5000 mg/kg bw: one male
Clinical signs:
- The following symptoms were observed in males as well as females up to 3 days p.a.:
reduced activity, ruffeled fur, retracted flanks, crouched position, uncoordinated walk, abdominal position, lateral position, increased breathing rate, clonic spasm, yellow discoloration of urine.
- 4 days p.a. all animals free of clinicla signs
- 2 days p.a. one male animal of the high dose group died
- 7 days p.a. one female animal showed a slight decrease in body weight, 14 day p.a. this animal regained a bosy weight above the body weight at the beginning of the study. None of the remaining animals showed any effect on body weight gain
Body weight:
One animal in the dosage group 5000 mg/kg showed 7 days p.a. slight reduction of body weight.
Other findings:
The male animal was eroded and was for that reason not weighted and dissected.

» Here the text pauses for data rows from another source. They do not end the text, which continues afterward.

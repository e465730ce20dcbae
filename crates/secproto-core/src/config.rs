//! Run configuration

use crate::error::ReconfigError;
use crate::protocol::Transition;
use serde::{Deserialize, Serialize};
use std::path::Path;
use std::time::Duration;

const DEFAULT_PROCESS_TIMEOUT_SECS: u64 = 120;
const DEFAULT_REMOTE_ACCESS_SERVICE: &str = "TSM-SSH";

/// Configuration for one reconfiguration run
#[derive(Debug, Clone, PartialEq, Eq, Serialize, Deserialize)]
#[serde(default)]
pub struct ReconfigConfig {
    /// Requested change
    pub transition: Transition,
    /// Admit hosts the version gate rejects
    pub bypass_version_check: bool,
    /// Upper bound for each process state wait
    pub process_timeout_secs: u64,
    /// Service-manager key of the remote-access capability
    pub remote_access_service: String,
}

impl Default for ReconfigConfig {
    fn default() -> Self {
        Self {
            transition: Transition::DisableLegacy,
            bypass_version_check: false,
            process_timeout_secs: DEFAULT_PROCESS_TIMEOUT_SECS,
            remote_access_service: DEFAULT_REMOTE_ACCESS_SERVICE.to_string(),
        }
    }
}

impl ReconfigConfig {
    /// Default configuration for a transition
    #[inline]
    #[must_use]
    pub fn new(transition: Transition) -> Self {
        Self {
            transition,
            ..Self::default()
        }
    }

    /// With version check bypass
    #[inline]
    #[must_use]
    pub fn with_bypass_version_check(mut self, bypass: bool) -> Self {
        self.bypass_version_check = bypass;
        self
    }

    /// With process wait bound
    #[inline]
    #[must_use]
    pub fn with_process_timeout_secs(mut self, secs: u64) -> Self {
        self.process_timeout_secs = secs;
        self
    }

    #[inline]
    #[must_use]
    pub fn process_timeout(&self) -> Duration {
        Duration::from_secs(self.process_timeout_secs)
    }

    /// Parse TOML
    ///
    /// # Errors
    /// `Config` on invalid TOML or values
    pub fn from_toml_str(content: &str) -> Result<Self, ReconfigError> {
        let config: Self = toml::from_str(content)
            .map_err(|e| ReconfigError::Config(format!("invalid TOML: {e}")))?;
        config.validate()?;
        Ok(config)
    }

    /// Load from a TOML file
    ///
    /// # Errors
    /// `Config` if the file cannot be read or parsed
    pub fn from_file(path: &Path) -> Result<Self, ReconfigError> {
        let content = std::fs::read_to_string(path).map_err(|e| {
            ReconfigError::Config(format!("failed to read {}: {e}", path.display()))
        })?;
        Self::from_toml_str(&content)
    }

    fn validate(&self) -> Result<(), ReconfigError> {
        if self.process_timeout_secs == 0 {
            return Err(ReconfigError::Config(
                "process_timeout_secs must be positive".to_string(),
            ));
        }
        if self.remote_access_service.trim().is_empty() {
            return Err(ReconfigError::Config(
                "remote_access_service must not be empty".to_string(),
            ));
        }
        Ok(())
    }
}

#[cfg(test)]
mod tests {
    use super::*;
    use std::io::Write;

    #[test]
    fn defaults() {
        let config = ReconfigConfig::default();
        assert_eq!(config.transition, Transition::DisableLegacy);
        assert_eq!(config.process_timeout(), Duration::from_secs(120));
        assert_eq!(config.remote_access_service, "TSM-SSH");
        assert!(!config.bypass_version_check);
    }

    #[test]
    fn partial_toml_keeps_defaults() {
        let config = ReconfigConfig::from_toml_str(
            "transition = \"enable_legacy\"\nbypass_version_check = true\n",
        )
        .unwrap();
        assert!(config.transition.enables_legacy());
        assert!(config.bypass_version_check);
        assert_eq!(config.process_timeout_secs, 120);
    }

    #[test]
    fn zero_timeout_rejected() {
        let err = ReconfigConfig::from_toml_str("process_timeout_secs = 0").unwrap_err();
        assert!(matches!(err, ReconfigError::Config(_)));
    }

    #[test]
    fn loads_from_file() {
        let mut file = tempfile::NamedTempFile::new().unwrap();
        writeln!(file, "transition = \"disable_legacy\"").unwrap();
        writeln!(file, "process_timeout_secs = 30").unwrap();
        writeln!(file, "remote_access_service = \"SSH\"").unwrap();

        let config = ReconfigConfig::from_file(file.path()).unwrap();
        assert_eq!(config.process_timeout_secs, 30);
        assert_eq!(config.remote_access_service, "SSH");
    }

    #[test]
    fn missing_file_is_config_error() {
        let err = ReconfigConfig::from_file(Path::new("/nonexistent/secproto.toml")).unwrap_err();
        assert!(err.to_string().contains("failed to read"));
    }
}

Applicant's summary and conclusion

Interpretation of results:
not classified
Remarks:
Migrated information Criteria used for interpretation of results: EU
Executive summary:

Acute oral toxicity of 1 -chloro-2,5 -dimethoxy-4 -nitrobenzene was tested according to OECD 401. Two doses were tested, 2000 mg/kg body weight and 5000 mg/kg body weight. Administration was via oral gavage, sesame oil was used as vehicle. No mortality was observed at 2500 mg/kg body weight, at 5000 mg/kg body weight one male animal died. Taken together the LD50 was determined to be greater than 5000 mg/kg body weight. Among the clinical effects observed were unspecific symptoms of intoxication, reduced activity, ruffeled fur, retracted flanks, crouched position, uncoordinated walk, abdominal position, lateral position, increased breathing rate, clonic spasm and a yellow discoloration of urine. Four days p.a. all observed symptoms were reversible. One animal showed a slight decrease in body weight after seven days, however, fourteen days after exposure the body weight was increased above the body weight at the beginning of the study. Following the provisions laid down in 83/467/EEC 1-chloro-2,5-dimethoxy-4-nitrobenzene is not classified as acute toxic via oral route of exposure.